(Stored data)
-- Opening Marker --
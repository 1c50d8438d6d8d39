//! Logical clocks for causal ordering.
//!
//! Two representations are supported:
//!
//! - [`VectorClock`]: N entries, index i = process i's event count as known
//!   by the clock's owner.
//! - [`MatrixClock`]: N×N grid, `matrix[p][q]` = process p's belief about
//!   process q's own event count. The diagonal `matrix[p][p]` is process p's
//!   authoritative count.
//!
//! Both merge by component-wise maximum, which makes merge commutative and
//! idempotent: merging the same snapshot twice is equivalent to merging it
//! once. Entries never decrease.

use serde::{Deserialize, Serialize};
use std::fmt;

use crate::ProcessId;

/// Partial-order relationship between two clocks of the same shape.
#[derive(Debug, Clone, Copy, PartialEq, Eq, Serialize, Deserialize)]
pub enum ClockOrdering {
    /// All entries equal.
    Equal,
    /// Self is causally before other (self <= other, not equal).
    Before,
    /// Self is causally after other (self >= other, not equal).
    After,
    /// Neither dominates: concurrent.
    Concurrent,
}

/// Which clock representation a policy or message uses.
#[derive(Debug, Clone, Copy, PartialEq, Eq, Serialize, Deserialize)]
pub enum ClockKind {
    /// Flat per-process vector.
    Vector,
    /// N×N belief matrix.
    Matrix,
}

impl fmt::Display for ClockKind {
    fn fmt(&self, f: &mut fmt::Formatter<'_>) -> fmt::Result {
        match self {
            ClockKind::Vector => write!(f, "vector"),
            ClockKind::Matrix => write!(f, "matrix"),
        }
    }
}

/// Vector clock: one event counter per process.
#[derive(Debug, Clone, PartialEq, Eq, Serialize, Deserialize)]
pub struct VectorClock {
    entries: Vec<u64>,
}

impl VectorClock {
    /// Create a zeroed clock for `num_processes` processes.
    pub fn new(num_processes: usize) -> Self {
        Self {
            entries: vec![0; num_processes],
        }
    }

    /// Number of processes this clock tracks.
    pub fn len(&self) -> usize {
        self.entries.len()
    }

    /// True if the clock tracks zero processes (degenerate).
    pub fn is_empty(&self) -> bool {
        self.entries.is_empty()
    }

    /// Get the entry for a process.
    ///
    /// # Panics
    ///
    /// Panics if `id` is out of range for this clock.
    pub fn get(&self, id: ProcessId) -> u64 {
        self.entries[id.index()]
    }

    /// Increment the entry for a process by one.
    ///
    /// Used only by the clock's owner, only on a local send event.
    ///
    /// # Panics
    ///
    /// Panics if `id` is out of range for this clock.
    pub fn increment(&mut self, id: ProcessId) {
        self.entries[id.index()] += 1;
    }

    /// Merge another clock into this one by component-wise maximum.
    ///
    /// # Panics
    ///
    /// Panics if the two clocks have different dimensions. Callers validate
    /// dimensions before merging (see `Process::receive`).
    pub fn merge(&mut self, other: &VectorClock) {
        assert_eq!(
            self.entries.len(),
            other.entries.len(),
            "cannot merge vector clocks of different dimension"
        );
        for (local, incoming) in self.entries.iter_mut().zip(&other.entries) {
            *local = (*local).max(*incoming);
        }
    }

    /// Compare two clocks under the happens-before partial order.
    pub fn compare(&self, other: &VectorClock) -> ClockOrdering {
        let mut self_lte = true;
        let mut other_lte = true;
        for (s, o) in self.entries.iter().zip(&other.entries) {
            if s > o {
                self_lte = false;
            }
            if o > s {
                other_lte = false;
            }
        }
        match (self_lte, other_lte) {
            (true, true) => ClockOrdering::Equal,
            (true, false) => ClockOrdering::Before,
            (false, true) => ClockOrdering::After,
            (false, false) => ClockOrdering::Concurrent,
        }
    }

    /// View the raw entries.
    pub fn entries(&self) -> &[u64] {
        &self.entries
    }
}

impl fmt::Display for VectorClock {
    fn fmt(&self, f: &mut fmt::Formatter<'_>) -> fmt::Result {
        write!(f, "[")?;
        for (i, e) in self.entries.iter().enumerate() {
            if i > 0 {
                write!(f, ",")?;
            }
            write!(f, "{e}")?;
        }
        write!(f, "]")
    }
}

/// Matrix clock: each process's belief about every process's event count.
///
/// Stored row-major: row p holds process p's counts as believed by the
/// clock's owner. Off-diagonal cells only ever move via merges from received
/// snapshots; the owner's diagonal cell is its authoritative event count.
#[derive(Debug, Clone, PartialEq, Eq, Serialize, Deserialize)]
pub struct MatrixClock {
    dimension: usize,
    cells: Vec<u64>,
}

impl MatrixClock {
    /// Create a zeroed N×N clock.
    pub fn new(num_processes: usize) -> Self {
        Self {
            dimension: num_processes,
            cells: vec![0; num_processes * num_processes],
        }
    }

    /// Number of processes this clock tracks (N of the N×N grid).
    pub fn dimension(&self) -> usize {
        self.dimension
    }

    /// Get cell `(p, q)`: p's believed count for q.
    ///
    /// # Panics
    ///
    /// Panics if either id is out of range.
    pub fn get(&self, p: ProcessId, q: ProcessId) -> u64 {
        assert!(p.index() < self.dimension && q.index() < self.dimension);
        self.cells[p.index() * self.dimension + q.index()]
    }

    /// Get the diagonal entry for a process: its authoritative event count
    /// as known by this clock.
    pub fn diagonal(&self, p: ProcessId) -> u64 {
        self.get(p, p)
    }

    /// Increment a process's diagonal entry by one.
    ///
    /// Used by the clock's owner on every local event (send, and for matrix
    /// clocks also delivery).
    ///
    /// # Panics
    ///
    /// Panics if `p` is out of range.
    pub fn increment_diagonal(&mut self, p: ProcessId) {
        assert!(p.index() < self.dimension);
        self.cells[p.index() * self.dimension + p.index()] += 1;
    }

    /// Merge another clock into this one by cell-wise maximum.
    ///
    /// # Panics
    ///
    /// Panics if dimensions differ. Callers validate dimensions before
    /// merging (see `Process::receive`).
    pub fn merge(&mut self, other: &MatrixClock) {
        assert_eq!(
            self.dimension, other.dimension,
            "cannot merge matrix clocks of different dimension"
        );
        for (local, incoming) in self.cells.iter_mut().zip(&other.cells) {
            *local = (*local).max(*incoming);
        }
    }
}

impl fmt::Display for MatrixClock {
    fn fmt(&self, f: &mut fmt::Formatter<'_>) -> fmt::Result {
        write!(f, "[")?;
        for row in 0..self.dimension {
            if row > 0 {
                write!(f, ";")?;
            }
            for col in 0..self.dimension {
                if col > 0 {
                    write!(f, ",")?;
                }
                write!(f, "{}", self.cells[row * self.dimension + col])?;
            }
        }
        write!(f, "]")
    }
}

/// A logical clock of either representation.
///
/// A simulation run picks one representation (via its delivery policy) and
/// never mixes them; the tagged union lets `Process` and `Message` stay
/// policy-agnostic while `receive` rejects cross-kind messages up front.
#[derive(Debug, Clone, PartialEq, Eq, Serialize, Deserialize)]
pub enum Clock {
    /// Vector clock.
    Vector(VectorClock),
    /// Matrix clock.
    Matrix(MatrixClock),
}

impl Clock {
    /// Which representation this clock uses.
    pub fn kind(&self) -> ClockKind {
        match self {
            Clock::Vector(_) => ClockKind::Vector,
            Clock::Matrix(_) => ClockKind::Matrix,
        }
    }

    /// Number of processes this clock tracks.
    pub fn dimension(&self) -> usize {
        match self {
            Clock::Vector(v) => v.len(),
            Clock::Matrix(m) => m.dimension(),
        }
    }

    /// The owner-authoritative event count for a process: the vector entry,
    /// or the matrix diagonal.
    pub fn own_count(&self, id: ProcessId) -> u64 {
        match self {
            Clock::Vector(v) => v.get(id),
            Clock::Matrix(m) => m.diagonal(id),
        }
    }

    /// Record a local event for `id`: bump the vector entry or the matrix
    /// diagonal by one.
    pub fn record_local_event(&mut self, id: ProcessId) {
        match self {
            Clock::Vector(v) => v.increment(id),
            Clock::Matrix(m) => m.increment_diagonal(id),
        }
    }

    /// Merge a same-kind clock into this one by component-wise maximum.
    ///
    /// # Panics
    ///
    /// Panics on kind or dimension mismatch. Callers validate both before
    /// merging (see `Process::receive`).
    pub fn merge(&mut self, other: &Clock) {
        match (self, other) {
            (Clock::Vector(l), Clock::Vector(o)) => l.merge(o),
            (Clock::Matrix(l), Clock::Matrix(o)) => l.merge(o),
            _ => panic!("cannot merge clocks of different kinds"),
        }
    }
}

impl fmt::Display for Clock {
    fn fmt(&self, f: &mut fmt::Formatter<'_>) -> fmt::Result {
        match self {
            Clock::Vector(v) => v.fmt(f),
            Clock::Matrix(m) => m.fmt(f),
        }
    }
}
-- Closing Marker --
- Task requirements -
In the answer, give the lines from the first line of the data through the line with "the same shape.", exactly as they appear and with no additions.

- Exercise answer -
repository 1c50d8438d6d8d39
//! Logical clocks for causal ordering.
//!
//! Two representations are supported:
//!
//! - [`VectorClock`]: N entries, index i = process i's event count as known
//!   by the clock's owner.
//! - [`MatrixClock`]: N×N grid, `matrix[p][q]` = process p's belief about
//!   process q's own event count. The diagonal `matrix[p][p]` is process p's
//!   authoritative count.
//!
//! Both merge by component-wise maximum, which makes merge commutative and
//! idempotent: merging the same snapshot twice is equivalent to merging it
//! once. Entries never decrease.

use serde::{Deserialize, Serialize};
use std::fmt;

use crate::ProcessId;

/// Partial-order relationship between two clocks of the same shape.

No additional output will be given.